_DIRECTIONS_.
Using the entries below, copy out all lines where "last" is found.

RECORDS SUPPLIED: Begin

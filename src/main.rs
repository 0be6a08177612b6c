#[macro_use]
extern crate lazy_static;

mod app;
mod args;
mod logging;

use std::io::{self, BufRead};
use std::path::Path;
use std::process;
use std::sync::Arc;

use clap::ArgMatches;
use gcplog::level::common_table;
use gcplog::{metrics, EntryWriter, GcpConfig, LevelModifier, LogParser};
use googlelog::CloudLogger;
use serde_json::json;
use slog::{debug, info, o, warn, Logger};

fn cloud_logger(arg_matches: &ArgMatches) -> Result<CloudLogger, String> {
    let project = arg_matches.value_of(args::PROJECT).unwrap();
    let log_id = arg_matches.value_of(args::LOG_ID).unwrap();

    let mut gcp = GcpConfig::new(project);
    if let Some(path) = arg_matches.value_of(args::CREDENTIALS_FILE) {
        gcp = gcp.with_credentials_file(path);
    }

    let resource_labels = match arg_matches.value_of(args::RESOURCE_LABELS) {
        Some(labels) => serde_json::from_str(labels)
            .map_err(|e| format!("--{} is not valid JSON: {}", args::RESOURCE_LABELS, e))?,
        None => json!({ "project_id": project }),
    };
    let resource_type = arg_matches.value_of(args::RESOURCE_TYPE).unwrap();
    let mut builder = gcp
        .client_builder(log_id)
        .with_resource(resource_type, resource_labels)
        .map_err(|e| e.to_string())?
        .with_batch_size(parse_count(arg_matches, args::BATCH_SIZE)?)
        .with_buffer_limit(parse_count(arg_matches, args::BUFFER_LIMIT)?);

    if let Some(labels) = arg_matches.value_of(args::LABELS) {
        let labels = serde_json::from_str(labels)
            .map_err(|e| format!("--{} is not valid JSON: {}", args::LABELS, e))?;
        builder = builder
            .with_default_labels(labels)
            .map_err(|e| e.to_string())?;
    }
    if let Some(endpoint) = arg_matches.value_of(args::ENDPOINT) {
        builder = builder.with_endpoint(endpoint);
    }

    builder
        .build()
        .map_err(|e| format!("could not create the Cloud Logging client: {}", e))
}

fn parse_count(arg_matches: &ArgMatches, name: &str) -> Result<usize, String> {
    let value = arg_matches.value_of(name).unwrap();
    match value.parse::<usize>() {
        Ok(count) if count > 0 => Ok(count),
        _ => Err(format!("--{} must be a positive number, got '{}'", name, value)),
    }
}

fn entry_writer(arg_matches: &ArgMatches, client: CloudLogger) -> Result<EntryWriter, String> {
    let format = arg_matches.value_of(args::FORMAT).unwrap();
    let parser = format.parse::<LogParser>().map_err(|e| e.to_string())?;
    let writer = EntryWriter::new(Arc::new(client)).with_parser(parser);
    Ok(match parser {
        LogParser::Json => {
            let level_field = arg_matches.value_of(args::LEVEL_FIELD).unwrap();
            writer.with_level_modifier(
                LevelModifier::new(level_field)
                    .remove_original(!arg_matches.is_present(args::KEEP_LEVEL_FIELD))
                    .with_table(common_table()),
            )
        }
        LogParser::Text => writer,
    })
}

/// Strips the line terminator left by splitting on `\n`. `None` for blank lines.
fn trim_line(line: &[u8]) -> Option<&[u8]> {
    let line = line.strip_suffix(b"\r").unwrap_or(line);
    if line.iter().all(u8::is_ascii_whitespace) {
        None
    } else {
        Some(line)
    }
}

/// Forwards every line of `input`, returning how many were forwarded and rejected.
fn forward(
    log: &Logger,
    writer: &EntryWriter,
    input: impl BufRead,
) -> Result<(u64, u64), String> {
    let (mut forwarded, mut rejected) = (0u64, 0u64);
    for (index, line) in input.split(b'\n').enumerate() {
        let line = line.map_err(|e| format!("could not read stdin: {}", e))?;
        let Some(line) = trim_line(&line) else {
            continue;
        };
        match writer.write(line) {
            Ok(_) => forwarded += 1,
            Err(err) => {
                rejected += 1;
                warn!(log, "Skipping line that could not be parsed"; "line" => index + 1, "error" => %err);
            }
        }
    }
    info!(log, "Input exhausted"; "forwarded" => forwarded, "rejected" => rejected);
    Ok((forwarded, rejected))
}

fn run(arg_matches: ArgMatches) -> Result<(), String> {
    let log = logging::create_logger(&arg_matches)?;
    let log = log.new(o!("module" => "main"));

    let client = cloud_logger(&arg_matches)?;
    info!(log, "Starting {}.", app::NAME;
        "version" => app::VERSION,
        "log-name" => client.log_name(),
        "format" => arg_matches.value_of(args::FORMAT),
    );
    let writer = entry_writer(&arg_matches, client)?;

    let forwarded = forward(&log, &writer, io::stdin().lock());

    debug!(log, "Flushing");
    let flushed = writer
        .flush()
        .map_err(|e| format!("not all entries were delivered: {}", e));

    if let Some(path) = arg_matches.value_of(args::METRICS_FILE) {
        metrics::write_textfile(Path::new(path)).map_err(|e| e.to_string())?;
    }
    forwarded.and(flushed).map(|_| ())
}

fn main() {
    let arg_matches = args::clap_app().get_matches();
    if let Err(e) = run(arg_matches) {
        eprintln!("\nError: {}", e);
        process::exit(1);
    };
}

#[cfg(test)]
mod tests {
    use super::*;
    use gcplog::{Entry, LogClient, Severity};
    use pretty_assertions::assert_eq;
    use slog::Discard;
    use std::io::Cursor;
    use std::sync::Mutex;

    #[derive(Default)]
    struct Collect {
        entries: Mutex<Vec<Entry>>,
    }

    impl LogClient for Collect {
        fn log(&self, entry: Entry) {
            self.entries.lock().unwrap().push(entry);
        }

        fn flush(&self) -> Result<(), googlelog::Error> {
            Ok(())
        }
    }

    #[test]
    fn forwards_valid_lines_and_skips_the_rest() {
        let client = Arc::new(Collect::default());
        let writer = EntryWriter::new(client.clone()).with_level_modifier(
            LevelModifier::new("level")
                .remove_original(true)
                .with_table(common_table()),
        );
        let input = Cursor::new(
            "{\"level\":\"warn\",\"msg\":\"disk\"}\r\n\
             \n\
             not json\n\
             \t \n\
             [1,2]\n\
             {\"msg\":\"last\"}",
        );
        let log = Logger::root(Discard, o!());

        assert_eq!(forward(&log, &writer, input), Ok((2, 2)));
        let entries = client.entries.lock().unwrap();
        let severities: Vec<Severity> = entries.iter().map(|e| e.severity).collect();
        assert_eq!(severities, vec![Severity::Warning, Severity::Default]);
        assert_eq!(entries[0].payload.get("msg"), Some(&json!("disk")));
        assert!(entries[0].payload.get("level").is_none());
        assert_eq!(entries[1].payload.get("msg"), Some(&json!("last")));
    }

    #[test]
    fn blank_lines_are_skipped() {
        assert_eq!(trim_line(b"{}\r"), Some(&b"{}"[..]));
        assert_eq!(trim_line(b"plain"), Some(&b"plain"[..]));
        assert_eq!(trim_line(b""), None);
        assert_eq!(trim_line(b" \t\r"), None);
    }

    #[test]
    fn counts_must_be_positive() {
        let m = args::clap_app()
            .try_get_matches_from(["gcplog", "--project", "p", "--log-id", "l", "--batch-size", "0"])
            .unwrap();
        assert!(parse_count(&m, args::BATCH_SIZE).is_err());
        assert_eq!(parse_count(&m, args::BUFFER_LIMIT), Ok(10000));
    }

    #[test]
    fn rejects_malformed_labels() {
        let m = args::clap_app()
            .try_get_matches_from(["gcplog", "--project", "p", "--log-id", "l", "--labels", "{"])
            .unwrap();
        assert!(matches!(cloud_logger(&m), Err(e) if e.contains("--labels")));
    }
}
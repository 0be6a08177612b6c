use crate::args::{LOG_LEVEL, VERBOSITY};
use clap::ArgMatches;
use gcplog::logger::FallbackToStderr;
use slog::{o, Drain, Level, Logger};
use slog_async::Async;
use slog_term::{CompactFormat, TermDecorator};

/// The logger for gcplog's own diagnostics. It writes to stderr so it never mixes with what
/// is being forwarded.
pub fn create_logger(arg_matches: &ArgMatches) -> Result<Logger, String> {
    let min_log_level = match arg_matches.occurrences_of(VERBOSITY) {
        0 => Level::Warning,
        1 => Level::Info,
        2 => Level::Debug,
        _ => Level::Trace,
    };

    let min_log_level = match arg_matches.value_of(LOG_LEVEL) {
        Some(level) => gcplog::parse_level(level).map_err(|e| e.to_string())?,
        None => min_log_level,
    };

    let decorator = TermDecorator::new().stderr().build();
    let term_drain = CompactFormat::new(decorator)
        .build()
        .filter_level(min_log_level)
        .map(|drain| FallbackToStderr { drain })
        .fuse();

    let drain = Async::new(term_drain).build().fuse();
    Ok(Logger::root(drain, o!()))
}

RECORDS SUPPLIED: End

_ANSWER FOR THE TASK_.
             {\"msg\":\"last\"}",
        assert_eq!(entries[1].payload.get("msg"), Some(&json!("last")));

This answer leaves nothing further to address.